─── Provided material

// Copyright 2026 U.S. Federal Government (in countries where recognized)
// SPDX-License-Identifier: Apache-2.0

//! Fixed-point seconds fields.
//!
//! A [`FixedPoint`] describes a byte-aligned big-endian field holding a real
//! number as integer bits followed by fractional bits. Bit `fraction_start`
//! (counted from the most significant bit) is worth 0.5, the next 0.25, and so
//! on. A signed field reserves the most significant bit as a sign flag and
//! stores the magnitude in the remaining bits.
//!
//! The root delay and root dispersion header fields are both 32 bits wide with
//! 16 fractional bits; root delay is signed, root dispersion is not.
//!
//! ```
//! use sntp_proto::fixed_point::FixedPoint;
//!
//! let mut buf = [0u8; 4];
//! FixedPoint::ROOT_DELAY.encode(-1.5, &mut buf).unwrap();
//! assert_eq!(buf, [0x80, 0x01, 0x80, 0x00]);
//! assert_eq!(FixedPoint::ROOT_DELAY.decode(&buf).unwrap(), -1.5);
//! ```

use byteorder::{BigEndian, ByteOrder};

use crate::error::{CodecError, RangeError};

/// Layout of a fixed-point field: width, position of the first fractional bit,
/// and signedness.
#[derive(Clone, Copy, Debug, Eq, Hash, PartialEq)]
pub struct FixedPoint {
    field: &'static str,
    bytes: usize,
    fraction_start: u32,
    signed: bool,
}

impl FixedPoint {
    /// The signed root delay field: 32 bits, 16 of them fractional.
    pub const ROOT_DELAY: Self = FixedPoint {
        field: "root delay",
        bytes: 4,
        fraction_start: 16,
        signed: true,
    };

    /// The unsigned root dispersion field: 32 bits, 16 of them fractional.
    pub const ROOT_DISPERSION: Self = FixedPoint {
        field: "root dispersion",
        bytes: 4,
        fraction_start: 16,
        signed: false,
    };

    /// Describe a field `bytes` wide whose fraction starts at bit `fraction_start`.
    ///
    /// Returns `None` unless `bytes` is between 1 and 8. The fraction start is
    /// checked when the layout is used, so an impossible layout surfaces as a
    /// [`RangeError::FractionStartOutOfRange`].
    pub const fn new(
        field: &'static str,
        bytes: usize,
        fraction_start: u32,
        signed: bool,
    ) -> Option<Self> {
        if bytes == 0 || bytes > 8 {
            return None;
        }
        Some(FixedPoint {
            field,
            bytes,
            fraction_start,
            signed,
        })
    }

    /// Width of the field in bytes.
    pub const fn bytes(&self) -> usize {
        self.bytes
    }

    /// Width of the field in bits.
    pub const fn bits(&self) -> u32 {
        self.bytes as u32 * 8
    }

    /// Whether the most significant bit is a sign flag.
    pub const fn is_signed(&self) -> bool {
        self.signed
    }

    /// Number of fractional bits.
    pub const fn fraction_length(&self) -> u32 {
        self.bits().saturating_sub(self.fraction_start)
    }

    /// Number of bits available for the integer part (excluding the sign bit).
    pub const fn int_length(&self) -> u32 {
        if self.signed {
            self.fraction_start.saturating_sub(1)
        } else {
            self.fraction_start
        }
    }

    /// Smallest representable step, 2^-fraction_length.
    pub fn resolution(&self) -> f64 {
        scale(self.fraction_length()).recip()
    }

    fn check_layout(&self) -> Result<(), CodecError> {
        let bits = self.bits();
        if self.fraction_start > bits || (self.signed && self.fraction_start == 0) {
            return Err(RangeError::FractionStartOutOfRange {
                bits,
                fraction_start: self.fraction_start,
            }
            .into());
        }
        Ok(())
    }

    fn check_len(&self, available: usize) -> Result<(), CodecError> {
        if available < self.bytes {
            return Err(CodecError::truncated(self.field, self.bytes, available));
        }
        Ok(())
    }

    const fn sign_mask(&self) -> u64 {
        1 << (self.bits() - 1)
    }

    /// Read the field from the front of `buf`.
    pub fn decode(&self, buf: &[u8]) -> Result<f64, CodecError> {
        self.check_layout()?;
        self.check_len(buf.len())?;

        let raw = BigEndian::read_uint(&buf[..self.bytes], self.bytes);
        let negative = self.signed && raw & self.sign_mask() != 0;
        let magnitude = if self.signed {
            raw & !self.sign_mask()
        } else {
            raw
        };

        let value = magnitude as f64 / scale(self.fraction_length());
        Ok(if negative { -value } else { value })
    }

    /// Write `value` into the front of `buf`.
    ///
    /// The integer part is masked to the available integer bits and the
    /// fractional part is truncated to the available fractional bits. A field
    /// with no integer bits stores only the fractional part.
    pub fn encode(&self, value: f64, buf: &mut [u8]) -> Result<(), CodecError> {
        if !value.is_finite() {
            return Err(RangeError::NotFinite.into());
        }
        if !self.signed && value < 0.0 {
            return Err(RangeError::NegativeUnsigned { value }.into());
        }
        self.check_layout()?;
        self.check_len(buf.len())?;

        let fraction_length = self.fraction_length();
        let magnitude = value.abs();
        let whole = magnitude.trunc();

        let int_part = (whole as u64) & int_mask(self.int_length());
        let frac_part = ((magnitude - whole) * scale(fraction_length)) as u64;

        let mut raw = int_part.checked_shl(fraction_length).unwrap_or(0) | frac_part;
        if self.signed && value < 0.0 {
            raw |= self.sign_mask();
        }

        BigEndian::write_uint(&mut buf[..self.bytes], raw, self.bytes);
        Ok(())
    }
}

// 2^bits as a float.
fn scale(bits: u32) -> f64 {
    2f64.powi(bits as i32)
}

fn int_mask(int_length: u32) -> u64 {
    match int_length {
        0 => 0,
        64.. => u64::MAX,
        n => (1u64 << n) - 1,
    }
}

──────

### What this task involves
Repeat nothing before the line containing "raw |= self.sign_mask();"; repeat that line and every later line of the listing exactly.

### Answer section
            raw |= self.sign_mask();
        }

        BigEndian::write_uint(&mut buf[..self.bytes], raw, self.bytes);
        Ok(())
    }
}

// 2^bits as a float.
fn scale(bits: u32) -> f64 {
    2f64.powi(bits as i32)
}

fn int_mask(int_length: u32) -> u64 {
    match int_length {
        0 => 0,
        64.. => u64::MAX,
        n => (1u64 << n) - 1,
    }
}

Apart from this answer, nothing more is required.